Дело в том, что есть в русской душе черта, важная и страшная, для которой трудно подобрать имя: это – склонность к особого рода субъективизму, к безмерному в нем самораспусканью. Когда она не встречает преград, она приводит, постепенно, к самораспыленью, к саморасползанью, к последней потере себя. Русская «удаль», – удаль безволия, – этому процессу не мешает, а часто помогает.

Нетронутая культурой душа, как есенинская, – это молодая степная кобылица. На кобылицу, если хотят ее сохранить, в должное время надевают узду. Но тут-то как раз никаких узд для Есенина и не оказалось. Понять нужду в них, самому искать, найти, в такое время, – как он мог? А перед инстинктом – лежало открытое поле. Не диво, что кобылица помчалась вперед, разнесла, растоптала, погубила все, что могла, – вплоть до самой себя.

На Есенине это ярко и просто: пил, дрался, – заскучал, повесился. Примитивный рисунок всегда нагляднее. Но если то же самое происходит с человеком более сложной культуры, – тот же процесс «размягчения костей», – видимые его проявления могут быть не так резки. Для человека очень значительного он обертывается трагедией, – внутренней, конечно, – ибо все-таки в душе такого человека встают противодействующие силы. Разве не трагичен Блок с его слепым исканием упора, но вечными падениями в безответственность? Гениальный Розанов так долго был на скользком спуске, что уже не замечал «современничающих» ему людей, уже объявлял, что ему «все можно»… Однако ни он, ни Блок до конца не спустились и без борьбы по спуску не влеклись, как влекутся многие и многие русские люди: незаметно, без внешней трагедии Есенина, почти с видом благополучия.

Наше время – особенно соблазнительно.
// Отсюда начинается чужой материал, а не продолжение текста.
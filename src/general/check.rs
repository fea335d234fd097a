use std::io::Write;

use termcolor::{Color, ColorChoice, ColorSpec, StandardStream, WriteColor};

use crate::general::transpose::TrackReport;

fn print_line(stream: &mut StandardStream, color: Option<Color>, line: &str) {
    let _ = stream.set_color(ColorSpec::new().set_fg(color).set_intense(true));
    let _ = writeln!(stream, "{}", line);
    let _ = stream.reset();
}

/// Plain status line such as the input and output names.
pub fn print_info(choice: ColorChoice, line: &str) {
    let mut stdout = StandardStream::stdout(choice);
    let _ = writeln!(&mut stdout, "{}", line);
}

/// Green for a fully rewritten track, yellow for one that stopped early.
pub fn print_track_report(choice: ColorChoice, report: &TrackReport) {
    let mut stdout = StandardStream::stdout(choice);
    match &report.halted {
        None => print_line(
            &mut stdout,
            Some(Color::Green),
            &format!("Track {} reformatted", report.index + 1),
        ),
        Some(err) => print_line(
            &mut stdout,
            Some(Color::Yellow),
            &format!("Track {} halted: {}", report.index + 1, err),
        ),
    }
}

pub fn print_finished(choice: ColorChoice, output: &str) {
    let mut stdout = StandardStream::stdout(choice);
    print_line(&mut stdout, Some(Color::Green), &format!("Wrote {}", output));
}

pub fn print_error(choice: ColorChoice, message: &str) {
    let mut stderr = StandardStream::stderr(choice);
    print_line(&mut stderr, Some(Color::Red), &format!("Error: {}", message));
}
И с удвоенной силой приходится нам, – где бы мы ни были, в России или в Европе, – обороняться от внутреннего врага: от самораспусканья, инстинктивной склонности к субъективизму и безответственности. «Все – можно!», даже сгибаться в любую сторону под прямым углом… Да, только для этого надо раньше потерять спинной хребет. «Мне – все можно, и ничего!» Да, ничего, только «Ничего» с большой буквы, есенинский шнурок; символический или реальный – это уж безразлично.

Говорит ли Пешехонов, «за себя», что эмиграция – пыль, и нужно возвращаться под Р. К. П.; говорит ли Осоргин – сегодня в тон Пешехонову, а завтра, не считаясь с собственной памятью, обратное, – все это симптомы роковой русской болезни. Уже потеряна иерархия ценностей; уже говорится за одного «себя» (хотя вслух), но уже и за себя не отвечается. Недаром Осоргин с таким мгновенно-искренним порывом бросился к Есенину. Не почуял ли в нем какого-то, пусть отдаленного, но своего подобия?

Нет; здесь или там, – и здесь еще больше, нежели там, – обязаны мы помнить, чем грозит безмерность, безволие, безответственность. Каждому из нас пора собрать себя, скрепить в тугой узел, действительно быть «самим собой».

Ибсеновского Пера Гюнта спасла Сольвейг. Нам приходится собственными силами защищаться от соблазна самопотери и… от тех, кто уже себя потерял.

А Есенину – не нужен ни суд наш, ни превозношение его стихов. Лучше просто, молчаливо, по-человечески пожалеть его.

Если же мы сумеем понять смысл его судьбы – он не напрасно умер.

Глава 2. «Много женщин меня любило. да и сам я любил не одну…»

О Есенине и его женщинах написано немало. Будет написано еще больше. За этим пристальным вниманием к интимной жизни не только непристойное любопытство, но и желание понять человека. Ведь ничто не расскажет нам о нем больше, чем его отношения с близкими, особенно любовные взаимоотношения. Именно в них человек таков, каков он есть. Какую роль играли в жизни Есенина женщины? Каким он был в семейной жизни? Как вел себя со своими возлюбленными? Почему выбирал женщину, почему расставался с ней? Изучая эту сторону жизни Есенина, можно увидеть его «в полный рост», вне образа и литературной игры.